En otro lugar de Segovia, de cuyo nombre quiero acordarme y me acuerdo, aún no habita entre sus muros un nuevo hidalgo, pero está a punto. De los de insistencia en negocio añejo, llega de los Reales Sitios alado como Ícaro para ubicar decenas de esos peligrosos, por resentidos, artilugios hechos de papel y tinta.
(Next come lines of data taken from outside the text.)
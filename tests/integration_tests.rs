//! Integration tests using mock HTTP servers
//!
//! Tests the full end-to-end flow: YAML configuration → version resolution →
//! paged/legacy fetches → adapted records → emitted points

use arrpoll::client::{ClientContext, RadarrClient, SonarrClient};
use arrpoll::config::{Config, HttpSettings, ServerConfig};
use arrpoll::engine::Poller;
use arrpoll::output::{build_writer, MemoryWriter};
use arrpoll::points::Scalar;
use arrpoll::template::TemplateContext;
use arrpoll::types::ApiVersion;
use arrpoll::version::{MapOverrides, VersionCache, VersionResolver};
use pretty_assertions::assert_eq;
use serde_json::{json, Value};
use std::collections::HashSet;
use std::sync::Arc;
use tokio_test::{assert_err, assert_ok};
use wiremock::matchers::{body_string_contains, header, method, path, query_param};
use wiremock::{Mock, MockServer, ResponseTemplate};

// ============================================================================
// Helpers
// ============================================================================

fn context(overrides: MapOverrides, writer: Arc<MemoryWriter>) -> ClientContext {
    let resolver = VersionResolver::with_overrides(VersionCache::new(), Arc::new(overrides));
    ClientContext::new(resolver, writer, HttpSettings::default())
}

async fn mount_status(server: &MockServer, endpoint: &str, status: u16) {
    Mock::given(method("GET"))
        .and(path(endpoint))
        .respond_with(ResponseTemplate::new(status).set_body_json(json!({"version": "0.2.0.1358"})))
        .mount(server)
        .await;
}

fn queue_page(page: u32, page_size: u32, total: u32) -> Value {
    let start = (page - 1) * page_size;
    let end = (start + page_size).min(total);
    let records: Vec<Value> = (start..end)
        .map(|i| {
            let protocol = if i % 2 == 0 { "usenet" } else { "torrent" };
            json!({
                "id": i,
                "title": format!("Show.S01E{i:03}.720p"),
                "protocol": protocol,
                "series": {"title": "Long Running Show"},
                "episode": {"seasonNumber": 1 + i / 100, "episodeNumber": i % 100, "title": format!("Episode {i}")},
                "quality": {"quality": {"id": 4, "name": "HDTV-720p"}},
                "size": 1000.0,
                "sizeleft": 10.0,
                "status": "downloading"
            })
        })
        .collect();
    json!({
        "page": page,
        "pageSize": page_size,
        "sortKey": "timeleft",
        "sortDirection": "ascending",
        "totalRecords": total,
        "records": records
    })
}

// ============================================================================
// Legacy-only Server
// ============================================================================

#[tokio::test]
async fn test_legacy_only_radarr_missing() {
    let server = MockServer::start().await;
    mount_status(&server, "/api/v3/system/status", 404).await;
    mount_status(&server, "/api/system/status", 200).await;
    Mock::given(method("GET"))
        .and(path("/api/movie"))
        .and(header("X-Api-Key", "radarr-key"))
        .respond_with(ResponseTemplate::new(200).set_body_json(json!([
            {
                "id": 1,
                "title": "Old Film",
                "year": 2015,
                "tmdbId": 4242,
                "titleSlug": "old-film-4242",
                "monitored": true,
                "downloaded": false,
                "isAvailable": true
            },
            {
                "id": 2,
                "title": "Owned Film",
                "year": 2016,
                "tmdbId": 4343,
                "titleSlug": "owned-film-4343",
                "monitored": true,
                "downloaded": true,
                "isAvailable": true
            }
        ])))
        .expect(1)
        .mount(&server)
        .await;

    let writer = Arc::new(MemoryWriter::new());
    let ctx = context(MapOverrides::new(), Arc::clone(&writer));
    let client = assert_ok!(
        RadarrClient::connect(ServerConfig::new(1, server.uri(), "radarr-key"), &ctx).await
    );

    assert_eq!(client.version(), ApiVersion::LegacyV1);
    assert_eq!(assert_ok!(client.missing().await), 1);

    let points = writer.points();
    let point = &points[0];
    assert_eq!(point.measurement, "Radarr");
    assert_eq!(point.tag_value("Missing_Available"), Some(&Scalar::Int(0)));
    assert_eq!(point.tag_value("name"), Some(&Scalar::from("Old Film (2015)")));
    assert_eq!(point.tag_value("api_version"), Some(&Scalar::from("v1")));
}

// ============================================================================
// Paged Queue
// ============================================================================

#[tokio::test]
async fn test_sonarr_paged_queue_of_620_items() {
    let server = MockServer::start().await;
    for page in 1..=3 {
        Mock::given(method("GET"))
            .and(path("/api/v3/queue"))
            .and(query_param("page", page.to_string()))
            .and(query_param("pageSize", "250"))
            .and(query_param("includeEpisode", "true"))
            .respond_with(ResponseTemplate::new(200).set_body_json(queue_page(page, 250, 620)))
            .expect(1)
            .mount(&server)
            .await;
    }

    let writer = Arc::new(MemoryWriter::new());
    let ctx = context(
        MapOverrides::new().with("SONARR_1_API_VERSION", "v3"),
        Arc::clone(&writer),
    );
    let client = assert_ok!(
        SonarrClient::connect(ServerConfig::new(1, server.uri(), "key"), &ctx).await
    );

    assert_eq!(assert_ok!(client.queue().await), 620);

    let points = writer.points();
    assert_eq!(points.len(), 620);
    assert_eq!(writer.batches(), 1);
    let ids: Vec<i64> = points
        .iter()
        .filter_map(|p| p.tag_value("sonarrId").and_then(Scalar::as_i64))
        .collect();
    assert_eq!(ids, (0..620).collect::<Vec<_>>());
    let hashes: HashSet<&str> = points.iter().filter_map(|p| p.hash()).collect();
    assert_eq!(hashes.len(), 620);
}

#[tokio::test]
async fn test_paged_queue_failure_writes_nothing() {
    let server = MockServer::start().await;
    Mock::given(method("GET"))
        .and(path("/api/v3/queue"))
        .and(query_param("page", "1"))
        .respond_with(ResponseTemplate::new(200).set_body_json(queue_page(1, 250, 620)))
        .mount(&server)
        .await;
    Mock::given(method("GET"))
        .and(path("/api/v3/queue"))
        .and(query_param("page", "2"))
        .respond_with(ResponseTemplate::new(404))
        .mount(&server)
        .await;

    let writer = Arc::new(MemoryWriter::new());
    let ctx = context(
        MapOverrides::new().with("SONARR_1_API_VERSION", "v3"),
        Arc::clone(&writer),
    );
    let client = assert_ok!(
        SonarrClient::connect(ServerConfig::new(1, server.uri(), "key"), &ctx).await
    );

    assert_err!(client.queue().await);
    assert_eq!(writer.batches(), 0);
}

// ============================================================================
// Shared Version Cache
// ============================================================================

#[tokio::test]
async fn test_version_probed_once_per_server() {
    let server = MockServer::start().await;
    Mock::given(method("GET"))
        .and(path("/api/v3/system/status"))
        .respond_with(ResponseTemplate::new(200).set_body_json(json!({"version": "4.0.1.929"})))
        .expect(1)
        .mount(&server)
        .await;

    let ctx = context(MapOverrides::new(), Arc::new(MemoryWriter::new()));
    let config = ServerConfig::new(1, server.uri(), "key");

    let first = assert_ok!(SonarrClient::connect(config.clone(), &ctx).await);
    let second = assert_ok!(SonarrClient::connect(config, &ctx).await);

    assert_eq!(first.version(), ApiVersion::VersionedV3);
    assert_eq!(second.version(), ApiVersion::VersionedV3);
    assert_eq!(ctx.resolver.cache().len().await, 1);
}

// ============================================================================
// Configuration to InfluxDB
// ============================================================================

#[tokio::test]
async fn test_config_to_influx_cycle() {
    let radarr = MockServer::start().await;
    Mock::given(method("GET"))
        .and(path("/api/v3/movie"))
        .and(header("X-Api-Key", "secret-key"))
        .respond_with(ResponseTemplate::new(200).set_body_json(json!([{
            "id": 7,
            "title": "Film",
            "year": 2022,
            "tmdbId": 77,
            "titleSlug": "film-77",
            "monitored": true,
            "movieFile": null,
            "isAvailable": false
        }])))
        .expect(1)
        .mount(&radarr)
        .await;
    let influx = MockServer::start().await;
    Mock::given(method("POST"))
        .and(path("/write"))
        .and(query_param("db", "media"))
        .and(body_string_contains("Missing_Available=1"))
        .and(body_string_contains("api_version=v3"))
        .respond_with(ResponseTemplate::new(204))
        .expect(1)
        .mount(&influx)
        .await;

    let yaml = format!(
        r#"
output:
  kind: influx
  influx:
    url: {influx}
    database: media
override_prefix: ARRPOLL
radarr:
  - id: 3
    url: {radarr}
    api_key: "{{{{ env.RADARR_KEY }}}}"
    queue: false
"#,
        influx = influx.uri(),
        radarr = radarr.uri()
    );
    let mut templates = TemplateContext::new();
    templates.set_env("RADARR_KEY", "secret-key");
    let config = assert_ok!(Config::from_yaml(&yaml, &templates));

    let overrides = MapOverrides::new().with("ARRPOLL_RADARR_3_API_VERSION", "v3");
    let resolver = VersionResolver::with_overrides(VersionCache::new(), Arc::new(overrides))
        .with_prefix(config.override_prefix.clone());
    let writer = assert_ok!(build_writer(&config, false));
    let ctx = ClientContext::new(resolver, writer, config.http.clone());

    let poller = assert_ok!(Poller::connect(&config, &ctx).await);
    let stats = poller.run_once().await;

    assert_eq!(stats.succeeded, 1);
    assert_eq!(stats.failed, 0);
    assert_eq!(stats.points_written, 1);
}

// ============================================================================
// Blocking entry
// ============================================================================

#[test]
fn test_connect_from_blocking_context() {
    let ctx = context(
        MapOverrides::new().with("RADARR_9_API_VERSION", "v1"),
        Arc::new(MemoryWriter::new()),
    );

    let client = tokio_test::block_on(RadarrClient::connect(
        ServerConfig::new(9, "http://127.0.0.1:9", "key"),
        &ctx,
    ));

    assert_eq!(assert_ok!(client).version(), ApiVersion::LegacyV1);
}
Junto a la Catedral, la gran dama entre las Dulcineas de la ciudad, Juan Carlos se afana estos días en no quedarse en rey emérito de los valientes que se enfrascan tanto en la lectura que se pasan las noches leyendo de claro en claro, y los días de turbio en turbio.
Decíanse los tres: si nosotros por malos de nuestros pecados, por nuestra buena suerte, nos encontramos por ahí con algún gigante tecnológico, como de ordinario les acontece a los caballeros andantes del papel, y le derribamos de un encuentro, o le partimos por mitad del cuerpo, o finalmente, le vencemos y le rendimos ¿no será bien tener a quién enviarle y se hinque de rodillas ante mi dulce señora y diga con voz humilde y rendida: yo soy el gigante a quién vencieron en singular batalla los que osaron montar una librería? Viva pues el libro y sus valientes.